Fortune article on this competition - http://fortune.com/2016/11/14/deep-learning-artificial-intelligence-tuna-industry/


@jeremy I heard your mention of attention models during tonight’s class and I think that’s the hint I needed to handle high resolution images. I’m trying to do some reading on it right now. :slight_smile:

(Jeremy Howard) #15

Looking forward to hearing about how you go!


In my search for attention models, I came across Google DeepMind’s paper on a relatively new type of layer – the Spatial Transformation Layer (https://arxiv.org/pdf/1506.02025v3.pdf). I found someone’s Keras implementation on GitHub and successfully ran their sample notebook using it on cluttered MNIST data. I was amazed to see it auto-focus on the correct part of the image! I don’t know why this type of layer hasn’t become standard yet. It’s been published for over a year.

(Jeremy Howard) #17

I know of lots of people that have tried to use it, but no-one that’s successfully used it for their own real world data.

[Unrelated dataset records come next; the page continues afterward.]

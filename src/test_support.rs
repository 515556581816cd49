// Test support utilities for both unit and integration tests

use std::sync::Mutex;

use tokio::sync::oneshot;

use crate::creations::{FetchCreations, FetchError};
use crate::dashboard::Notify;
use crate::models::{CreationRecord, PublicMetadata, UserProfile};
use crate::session::{Credential, SessionAccess, SessionError};

/// Build a creation record with a recognizable prompt.
pub fn creation(id: i64) -> CreationRecord {
    CreationRecord {
        id,
        prompt: format!("prompt {id}"),
        content: String::new(),
        kind: "article".to_string(),
        created_at: None,
    }
}

/// Fake identity session: either signed in with a fixed credential or
/// signed out.
pub struct FakeSession {
    credential: Option<Credential>,
    profile: Option<UserProfile>,
}

impl FakeSession {
    pub fn signed_in() -> Self {
        Self {
            credential: Some(Credential::new("test-credential")),
            profile: None,
        }
    }

    pub fn signed_out() -> Self {
        Self {
            credential: None,
            profile: None,
        }
    }

    pub fn with_plan(plan: &str) -> Self {
        Self {
            profile: Some(UserProfile {
                public_metadata: PublicMetadata {
                    plan: Some(plan.to_string()),
                },
            }),
            ..Self::signed_in()
        }
    }
}

#[async_trait::async_trait]
impl SessionAccess for FakeSession {
    async fn acquire_credential(&self) -> Result<Credential, SessionError> {
        self.credential.clone().ok_or(SessionError::AuthUnavailable)
    }

    fn current_profile(&self) -> Option<UserProfile> {
        self.profile.clone()
    }
}

type FetchResult = Result<Vec<CreationRecord>, FetchError>;

/// Fake creations API with a single scripted response. `pending()` parks
/// the fetch until `release` is called, for in-flight tests.
pub struct FakeCreationsApi {
    response: Mutex<Option<FetchResult>>,
    gate_rx: Mutex<Option<oneshot::Receiver<FetchResult>>>,
    gate_tx: Mutex<Option<oneshot::Sender<FetchResult>>>,
}

impl FakeCreationsApi {
    pub fn returning(response: FetchResult) -> Self {
        Self {
            response: Mutex::new(Some(response)),
            gate_rx: Mutex::new(None),
            gate_tx: Mutex::new(None),
        }
    }

    /// A fetch that stays in flight until `release` is called.
    pub fn pending() -> Self {
        let (tx, rx) = oneshot::channel();
        Self {
            response: Mutex::new(None),
            gate_rx: Mutex::new(Some(rx)),
            gate_tx: Mutex::new(Some(tx)),
        }
    }

    /// Resolve a pending fetch with the given result.
    pub fn release(&self, response: FetchResult) {
        if let Some(tx) = self.gate_tx.lock().unwrap().take() {
            let _ = tx.send(response);
        }
    }
}

#[async_trait::async_trait]
impl FetchCreations for FakeCreationsApi {
    async fn fetch_creations(&self, _credential: &Credential) -> FetchResult {
        let gate = self.gate_rx.lock().unwrap().take();
        if let Some(rx) = gate {
            return rx.await.unwrap_or_else(|_| {
                Err(FetchError::TransportFailure("fetch gate dropped".to_string()))
            });
        }
        self.response
            .lock()
            .unwrap()
            .take()
            .expect("no scripted response left")
    }
}

/// Records every notification for assertions.
#[derive(Default)]
pub struct RecordingNotifier {
    messages: Mutex<Vec<String>>,
}

impl RecordingNotifier {
    pub fn messages(&self) -> Vec<String> {
        self.messages.lock().unwrap().clone()
    }
}

impl Notify for RecordingNotifier {
    fn error(&self, message: &str) {
        self.messages.lock().unwrap().push(message.to_string());
    }
}
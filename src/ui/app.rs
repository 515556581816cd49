use dioxus::desktop::{Config as DioxusConfig, WindowBuilder};
use dioxus::prelude::*;
use tracing::{debug, warn};

use crate::ui::app_context::AppContext;
use crate::ui::components::toast_context::ToastContext;
use crate::ui::components::{Account, Dashboard, Navbar, ToastHost};

#[derive(Debug, Clone, Routable, PartialEq)]
#[rustfmt::skip]
pub enum Route {
    #[layout(Navbar)]
    #[route("/")]
    Dashboard {},
    #[route("/account")]
    Account {},
}

pub fn make_config() -> DioxusConfig {
    DioxusConfig::default().with_window(make_window())
}

fn make_window() -> WindowBuilder {
    WindowBuilder::new()
        .with_title("atelier")
        .with_always_on_top(false)
        .with_inner_size(dioxus::desktop::LogicalSize::new(1200, 800))
}

#[component]
pub fn App() -> Element {
    debug!("Rendering app component");

    let app_context = use_hook(AppContext::new);
    let session = app_context.session.clone();
    use_context_provider(move || app_context);
    use_context_provider(ToastContext::new);

    // One profile refresh at startup so the plan label is ready by the
    // time the dashboard settles.
    use_effect(move || {
        let session = session.clone();
        spawn(async move {
            if let Err(e) = session.refresh_profile().await {
                warn!("profile refresh failed: {}", e);
            }
        });
    });

    rsx! {
        ToastHost {}
        Router::<Route> {}
    }
}
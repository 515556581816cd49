use dioxus::prelude::*;

use crate::ui::Route;

/// Shared navbar component.
#[component]
pub fn Navbar() -> Element {
    rsx! {
        div {
            class: "bg-gray-800 text-white p-4 flex space-x-6",
            Link {
                to: Route::Dashboard {},
                class: "hover:text-blue-300 transition-colors",
                "Dashboard"
            }
            Link {
                to: Route::Account {},
                class: "hover:text-blue-300 transition-colors",
                "Account"
            }
        }

        Outlet::<Route> {}
    }
}
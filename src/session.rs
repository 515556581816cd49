use std::sync::RwLock;

use serde::Deserialize;
use thiserror::Error;
use tracing::{debug, warn};

use crate::config::Config;
use crate::models::UserProfile;

const KEYRING_SERVICE: &str = "atelier";
const KEYRING_USER: &str = "session_token";

#[derive(Error, Debug)]
pub enum SessionError {
    /// No signed-in session exists, or no credential could be issued for it.
    #[error("You must be signed in to view your dashboard")]
    AuthUnavailable,
    #[error("The session token was rejected; check it and try again")]
    InvalidToken,
    #[error("Keychain error: {0}")]
    Keyring(#[from] keyring::Error),
}

/// Short-lived bearer token proving the signed-in user's identity to the
/// backend API. Re-acquired for every fetch; never persisted.
#[derive(Clone, PartialEq, Eq)]
pub struct Credential(String);

impl Credential {
    pub fn new(token: impl Into<String>) -> Self {
        Self(token.into())
    }

    pub fn as_str(&self) -> &str {
        &self.0
    }
}

// The token must not leak into logs.
impl std::fmt::Debug for Credential {
    fn fmt(&self, f: &mut std::fmt::Formatter<'_>) -> std::fmt::Result {
        f.write_str("Credential(..)")
    }
}

/// Access to the external identity provider (allows substituting a fake in
/// tests).
#[async_trait::async_trait]
pub trait SessionAccess: Send + Sync {
    /// Issue a short-lived credential for the current session.
    async fn acquire_credential(&self) -> Result<Credential, SessionError>;

    /// Cached profile snapshot. Synchronous and non-blocking; `None` until
    /// the first successful refresh.
    fn current_profile(&self) -> Option<UserProfile>;
}

#[derive(Debug, Deserialize)]
struct IssuedCredential {
    token: String,
}

/// Production session accessor.
///
/// The long-lived session token lives in the OS keychain and is exchanged
/// at the identity provider for a short-lived credential on every fetch.
/// The profile snapshot is cached in memory and refreshed explicitly.
pub struct IdentitySession {
    http: reqwest::Client,
    identity_base_url: String,
    entry: keyring::Entry,
    profile: RwLock<Option<UserProfile>>,
}

impl IdentitySession {
    pub fn new(config: &Config) -> Result<Self, SessionError> {
        let entry = keyring::Entry::new(KEYRING_SERVICE, KEYRING_USER)?;
        Ok(Self {
            http: reqwest::Client::new(),
            identity_base_url: config.identity_base_url.clone(),
            entry,
            profile: RwLock::new(None),
        })
    }

    fn stored_session_token(&self) -> Result<String, SessionError> {
        match self.entry.get_password() {
            Ok(token) => Ok(token),
            Err(keyring::Error::NoEntry) => {
                debug!("no session token in the keychain");
                Err(SessionError::AuthUnavailable)
            }
            Err(e) => {
                warn!("keychain read failed: {}", e);
                Err(SessionError::AuthUnavailable)
            }
        }
    }

    /// Exchange a session token for a short-lived credential.
    async fn exchange(&self, session_token: &str) -> Result<Credential, SessionError> {
        let url = format!("{}/session/token", self.identity_base_url);
        let response = match self.http.post(&url).bearer_auth(session_token).send().await {
            Ok(response) => response,
            Err(e) => {
                warn!("credential exchange failed: {}", e);
                return Err(SessionError::AuthUnavailable);
            }
        };

        if !response.status().is_success() {
            warn!("credential exchange rejected: {}", response.status());
            return Err(SessionError::AuthUnavailable);
        }

        match response.json::<IssuedCredential>().await {
            Ok(issued) => Ok(Credential::new(issued.token)),
            Err(e) => {
                warn!("malformed credential response: {}", e);
                Err(SessionError::AuthUnavailable)
            }
        }
    }

    /// Fetch the profile snapshot from the identity provider and cache it
    /// for synchronous reads.
    pub async fn refresh_profile(&self) -> Result<(), SessionError> {
        let session_token = self.stored_session_token()?;
        let url = format!("{}/session/me", self.identity_base_url);
        let response = match self.http.get(&url).bearer_auth(&session_token).send().await {
            Ok(response) => response,
            Err(e) => {
                warn!("profile request failed: {}", e);
                return Err(SessionError::AuthUnavailable);
            }
        };

        if !response.status().is_success() {
            warn!("profile request rejected: {}", response.status());
            return Err(SessionError::AuthUnavailable);
        }

        match response.json::<UserProfile>().await {
            Ok(profile) => {
                if let Ok(mut slot) = self.profile.write() {
                    *slot = Some(profile);
                }
                Ok(())
            }
            Err(e) => {
                warn!("malformed profile response: {}", e);
                Err(SessionError::AuthUnavailable)
            }
        }
    }

    /// Validate a session token by performing one credential exchange, then
    /// persist it to the keychain.
    pub async fn set_and_validate_session_token(
        &self,
        session_token: &str,
    ) -> Result<(), SessionError> {
        if self.exchange(session_token).await.is_err() {
            return Err(SessionError::InvalidToken);
        }
        self.store_session_token(session_token)
    }

    /// Persist a session token without validating it.
    pub fn store_session_token(&self, session_token: &str) -> Result<(), SessionError> {
        self.entry.set_password(session_token)?;
        Ok(())
    }

    /// Remove the stored session token and drop the cached profile.
    pub fn clear_session_token(&self) -> Result<(), SessionError> {
        if let Ok(mut slot) = self.profile.write() {
            *slot = None;
        }
        match self.entry.delete_credential() {
            Ok(()) | Err(keyring::Error::NoEntry) => Ok(()),
            Err(e) => Err(e.into()),
        }
    }

    /// Check whether a session token is stored (without validating it).
    pub fn has_session_token(&self) -> bool {
        self.entry.get_password().is_ok()
    }
}

#[async_trait::async_trait]
impl SessionAccess for IdentitySession {
    async fn acquire_credential(&self) -> Result<Credential, SessionError> {
        let session_token = self.stored_session_token()?;
        self.exchange(&session_token).await
    }

    fn current_profile(&self) -> Option<UserProfile> {
        self.profile.read().map(|profile| profile.clone()).unwrap_or(None)
    }
}

#[cfg(test)]
mod tests {
    use super::*;

    // Nothing listens on the discard port, so every exchange attempt fails
    // at the transport and no test depends on a live identity service.
    fn test_config() -> Config {
        Config {
            api_base_url: "http://127.0.0.1:9".to_string(),
            identity_base_url: "http://127.0.0.1:9".to_string(),
        }
    }

    #[test]
    fn credential_debug_hides_the_token() {
        let credential = Credential::new("sk-secret");
        assert_eq!(format!("{:?}", credential), "Credential(..)");
        assert_eq!(credential.as_str(), "sk-secret");
    }

    #[tokio::test]
    async fn acquire_without_stored_token_is_auth_unavailable() {
        let session = IdentitySession::new(&test_config()).expect("session init");
        session.clear_session_token().expect("clear token");

        let result = session.acquire_credential().await;
        assert!(matches!(result, Err(SessionError::AuthUnavailable)));
        assert!(session.current_profile().is_none());
    }

    #[tokio::test]
    async fn stored_token_round_trip() {
        let session = IdentitySession::new(&test_config()).expect("session init");

        session.store_session_token("tok").expect("store token");
        assert!(session.has_session_token());

        // The identity service is unreachable, so acquiring still fails,
        // but now past the keychain lookup.
        let result = session.acquire_credential().await;
        assert!(matches!(result, Err(SessionError::AuthUnavailable)));

        session.clear_session_token().expect("clear token");
        assert!(!session.has_session_token());
    }
}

I’m still excited about the idea - so it would be great if you could try it for something like the fisheries competition (where I think that focusing on the fish is important).

(sravya8) #18

Hey @jeff Do you mind sharing which keras implementation you used?


Googling for “spatial transformer network keras” led me to https://github.com/EderSantana/seya


I’ve tried the Keras implementation (https://github.com/EderSantana/seya) with both the fish image data set and the mammography dataset, but it didn’t work out. I used a single spatial transformer layer as the first layer before the rest of the CNN with input image size of 4096x4096 and lowered my batch size due to the increased memory usage. Training time was very slow (as might be expected), and I didn’t even get a validation accuracy above zero after 2 epochs on the mammography data set. Is there a code sample for a more established attention model that I should be using instead? R-CNNs perhaps?